Les conditions de vie matérielles au sein de l’établissement étaient extrêmement disparates selon les unités, les plus vétustes n’offrant que peu ou pas d’intimité aux patients, pour le repos ou la toilette notamment. Les unités fermées de psychiatrie générale souffraient d’un manque de lits et d’une suroccupation régulière. Le CPT appelle les autorités à assurer, dans l’ensemble des unités, des conditions de séjour décentes, ainsi qu’un nombre adéquat de lits en psychiatrie générale.
Enfin, le Comité reste préoccupé du fait que le placement de patients en chambre d’isolement demeurait fréquent, voire systématique et était souvent perçu par les patients comme une forme de punition. La surveillance des patients sujets à des mesures d’isolement et de contention restait largement insuffisante, tandis que leur durée était excessive et/ou insuffisamment justifiée dans les dossiers.

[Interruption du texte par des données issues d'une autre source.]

//! Display formatting for plans, reports and status lines.
//!
//! Domain models implement [`std::fmt::Display`] directly and render
//! markdown, which the CLI passes to its terminal renderer. Results that need
//! extra context go through small wrapper types.
//!
//! ```text
//! ┌─────────────────┐    ┌─────────────────┐    ┌─────────────────┐
//! │  Domain Models  │    │ Display impls & │    │    Markdown     │
//! │ (Plan, Report)  │───▶│    wrappers     │───▶│    (terminal)   │
//! └─────────────────┘    └─────────────────┘    └─────────────────┘
//! ```
//!
//! ## Module Organization
//!
//! - [`datetime`]: `MM:SS` durations and local timestamps
//! - [`models`]: `Display` for plans and sessions
//! - [`results`]: `Display` for export reports and written artifacts
//! - [`status`]: one-line status messages ([`OperationStatus`])
//!
//! ```rust
//! use pacer_core::display::{format_duration, parse_duration, OperationStatus};
//!
//! assert_eq!(format_duration(1590), "26:30");
//! assert_eq!(parse_duration("26:30"), Some(1590));
//!
//! let status = OperationStatus::success("wrote 11 artifacts");
//! assert_eq!(status.to_string(), "Success: wrote 11 artifacts\n");
//! ```

pub mod datetime;
pub mod models;
pub mod results;
pub mod status;

pub use datetime::{format_duration, parse_duration, LocalDateTime, MinutesSeconds};
pub use results::StoredArtifacts;
pub use status::{OperationStatus, StatusLevel};
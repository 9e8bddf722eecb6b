//! Progress logs: which sessions of a plan have been done.
//!
//! A log is a CSV file with at least `week`, `day` and `completed` columns.
//! The tabular artifact with a `completed` column appended is a valid log;
//! its `date` and `rest_day` columns are read when present, and rest rows are
//! not counted as sessions.

use std::{fs, path::Path};

use jiff::civil::Date;
use log::debug;
use serde::Deserialize;

use crate::error::{PacerError, Result};

/// Columns every log must have.
pub const REQUIRED_COLUMNS: [&str; 3] = ["week", "day", "completed"];

/// One logged session.
#[derive(Debug, Clone, PartialEq, Eq)]
pub struct ProgressEntry {
    pub week: u32,
    pub day: u32,
    pub date: Option<Date>,
    pub rest_day: bool,
    pub completed: bool,
}

/// Where a runner stands, derived from a [`ProgressLog`].
#[derive(Debug, Clone, Default, PartialEq, Eq)]
pub struct ProgressSummary {
    /// Completed training sessions
    pub completed: usize,
    /// Logged training sessions
    pub total: usize,
    /// Consecutive completed sessions up to the latest completed one
    pub streak: usize,
    /// First training session not yet completed
    pub next: Option<ProgressEntry>,
}

impl ProgressSummary {
    /// Share of completed sessions, 0 for an empty log.
    pub fn percent(&self) -> f64 {
        if self.total == 0 {
            return 0.0;
        }
        self.completed as f64 * 100.0 / self.total as f64
    }
}

/// Rows as read from the file; every cell is text until checked.
#[derive(Debug, Deserialize)]
struct RawEntry {
    week: String,
    day: String,
    #[serde(default)]
    date: String,
    #[serde(default)]
    rest_day: String,
    completed: String,
}

fn parse_flag(value: &str) -> Option<bool> {
    match value.trim().to_lowercase().as_str() {
        "yes" | "y" | "true" | "1" | "x" | "done" => Some(true),
        "no" | "n" | "false" | "0" | "" => Some(false),
        _ => None,
    }
}

impl RawEntry {
    fn into_entry(self) -> std::result::Result<ProgressEntry, String> {
        let number = |name: &str, value: &str| {
            value
                .parse::<u32>()
                .ok()
                .filter(|n| *n > 0)
                .ok_or_else(|| format!("{name} must be a positive number, got '{value}'"))
        };
        let flag = |name: &str, value: &str| {
            parse_flag(value).ok_or_else(|| format!("{name} must be yes or no, got '{value}'"))
        };
        let date = if self.date.is_empty() {
            None
        } else {
            let date = self
                .date
                .parse::<Date>()
                .map_err(|_| format!("date must be YYYY-MM-DD, got '{}'", self.date))?;
            Some(date)
        };
        Ok(ProgressEntry {
            week: number("week", &self.week)?,
            day: number("day", &self.day)?,
            date,
            rest_day: flag("rest_day", &self.rest_day)?,
            completed: flag("completed", &self.completed)?,
        })
    }
}

fn invalid(row: usize, reason: impl ToString) -> PacerError {
    PacerError::InvalidProgress {
        row,
        reason: reason.to_string(),
    }
}

/// The rows of a progress log in file order.
#[derive(Debug, Clone, Default, PartialEq, Eq)]
pub struct ProgressLog {
    pub entries: Vec<ProgressEntry>,
}

impl ProgressLog {
    /// Read a log from CSV bytes. Extra columns are ignored.
    ///
    /// # Errors
    ///
    /// Returns `PacerError::InvalidProgress` naming the row (the header is
    /// row 1) of a missing column or an unreadable cell.
    pub fn parse(bytes: &[u8]) -> Result<Self> {
        let mut reader = csv::ReaderBuilder::new()
            .trim(csv::Trim::All)
            .from_reader(bytes);
        let headers = reader.headers().map_err(|e| invalid(1, e))?.clone();
        if let Some(missing) = REQUIRED_COLUMNS
            .iter()
            .find(|column| !headers.iter().any(|h| h == **column))
        {
            return Err(invalid(1, format!("missing column '{missing}'")));
        }

        let mut entries = Vec::new();
        for (index, record) in reader.deserialize::<RawEntry>().enumerate() {
            let row = index + 2;
            let raw = record.map_err(|e| invalid(row, e))?;
            entries.push(raw.into_entry().map_err(|reason| invalid(row, reason))?);
        }
        Ok(Self { entries })
    }

    /// Read a log file.
    ///
    /// # Errors
    ///
    /// Returns `PacerError::FileSystem` when the file cannot be read and
    /// `PacerError::InvalidProgress` when its content is malformed.
    pub fn load(path: &Path) -> Result<Self> {
        let bytes = fs::read(path).map_err(|source| PacerError::FileSystem {
            path: path.to_path_buf(),
            source,
        })?;
        let log = Self::parse(&bytes)?;
        debug!("Read {} progress row(s) from {}", log.entries.len(), path.display());
        Ok(log)
    }

    /// Logged training sessions in plan order.
    pub fn training(&self) -> Vec<&ProgressEntry> {
        let mut sessions: Vec<_> = self.entries.iter().filter(|e| !e.rest_day).collect();
        sessions.sort_by_key(|e| (e.week, e.day));
        sessions
    }

    pub fn summary(&self) -> ProgressSummary {
        let sessions = self.training();
        ProgressSummary {
            completed: sessions.iter().filter(|e| e.completed).count(),
            total: sessions.len(),
            streak: sessions
                .iter()
                .rev()
                .skip_while(|e| !e.completed)
                .take_while(|e| e.completed)
                .count(),
            next: sessions.iter().find(|e| !e.completed).map(|e| (*e).clone()),
        }
    }
}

Au cours de cette visite, le CPT a visité 12 établissements des forces de l’ordre (police et gendarmerie), quatre établissements pénitentiaires (Bordeaux-Gradignan, Lille-Sequedin, Maubeuge et Vendin-le-Vieil), un établissement de soins psychiatriques (pôle médico-légal du Centre hospitalier de Cadillac). Malgré une bonne coopération avec les autorités françaises, le CPT a néanmoins rencontré des difficultés pour accéder à des données médicales et à des procès-verbaux d’audition indispensables à l’accomplissement de sa mission.
Par ailleurs, le Comité anti-torture publie un deuxième rapport relatif à une visite ad hoc, en juillet 2020, dans des lieux de détention à Strasbourg (prison, palais de justice, hôpital civil, centre de rétention de Geispolsheim, commissariats de Strasbourg et de Haguenau, gendarmeries), qui a permis de constater les effets des mesures sanitaires prises dans le contexte de la pandémie de covid-19.
Dans l’ensemble, les mesures pertinentes ont été prises pour protéger les agents et les personnes privées de liberté, mais la prise en charge de ces dernières peut encore être améliorée.